*Work task*
The line that contains "#[derive(Parser, Debug, Clone)]" marks the end: retype the data below exactly from its first line through that line.

*Dataset excerpts*

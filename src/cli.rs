//! Command-line interface definition for Hearth
//!
//! This module defines the CLI structure using clap's derive API,
//! providing commands for message routing, routing history, meal planning,
//! grocery lists and recipe swaps.

use crate::planner::Weekday;
use chrono::NaiveDate;
use clap::{Parser, Subcommand};
use std::path::PathBuf;

/// Hearth - household assistant routing and meal planning
///
/// Decides which assistant bot a message belongs to and plans the week's
/// dinners from a recipe catalog.
#[derive(Parser, Debug, Clone)]
#[command(name = "hearth")]
#[command(version, about, long_about = None)]
pub struct Cli {
    /// Path to configuration file
    #[arg(short, long, env = "HEARTH_CONFIG", default_value = "config/config.yaml")]
    pub config: Option<String>,

    /// Enable verbose logging
    #[arg(short, long)]
    pub verbose: bool,

    /// Override the data directory used by the document store
    #[arg(long)]
    pub data_dir: Option<PathBuf>,

    /// Command to execute
    #[command(subcommand)]
    pub command: Commands,
}

/// Available commands for Hearth
#[derive(Subcommand, Debug, Clone)]
pub enum Commands {
    /// Classify a message and report whether it reached the right bot
    Route {
        /// Session key the message arrived on
        session_key: String,

        /// Message text (multiple words are joined with spaces)
        #[arg(required = true, num_args = 1..)]
        message: Vec<String>,

        /// Print the full outcome as JSON
        #[arg(long)]
        json: bool,

        /// Do not append to the routing history
        #[arg(long)]
        no_history: bool,
    },

    /// Show what the bot behind a session key helps with
    Awareness {
        /// Session key to describe
        session_key: String,
    },

    /// Show recent routing history
    History {
        /// Show a single context's log instead of the central log
        #[arg(long)]
        context: Option<String>,

        /// Maximum number of entries to show, newest last
        #[arg(short = 'n', long, default_value_t = 20)]
        limit: usize,
    },

    /// Generate a weekly dinner plan
    Plan {
        /// Plan from the first configured start day on or after this date
        #[arg(long)]
        start: Option<NaiveDate>,

        /// Seed for reproducible plans
        #[arg(long)]
        seed: Option<u64>,

        /// Record recipe usage in the catalog
        #[arg(long)]
        commit: bool,

        /// Print the plan as JSON
        #[arg(long)]
        json: bool,
    },

    /// Build the grocery list for the saved plan
    Groceries {
        /// Convert imperial units to metric
        #[arg(long)]
        metric: bool,

        /// Print the list as JSON
        #[arg(long)]
        json: bool,
    },

    /// List swap options for a day, or swap in a recipe
    Swap {
        /// Day of the saved plan (e.g. "tuesday" or "tue")
        day: Weekday,

        /// Recipe id to put on that day
        #[arg(long)]
        recipe: Option<String>,
    },
}

impl Cli {
    /// Parse command line arguments
    ///
    /// # Returns
    ///
    /// Returns the parsed CLI structure
    pub fn parse_args() -> Self {
        Self::parse()
    }
}

impl Default for Cli {
    fn default() -> Self {
        Self {
            config: Some("config/config.yaml".to_string()),
            verbose: false,
            data_dir: None,
            command: Commands::History {
                context: None,
                limit: 20,
            },
        }
    }
}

*Answer section*
filename src/cli.rs
//! Command-line interface definition for Hearth
//!
//! This module defines the CLI structure using clap's derive API,
//! providing commands for message routing, routing history, meal planning,
//! grocery lists and recipe swaps.

use crate::planner::Weekday;
use chrono::NaiveDate;
use clap::{Parser, Subcommand};
use std::path::PathBuf;

/// Hearth - household assistant routing and meal planning
///
/// Decides which assistant bot a message belongs to and plans the week's
/// dinners from a recipe catalog.
#[derive(Parser, Debug, Clone)]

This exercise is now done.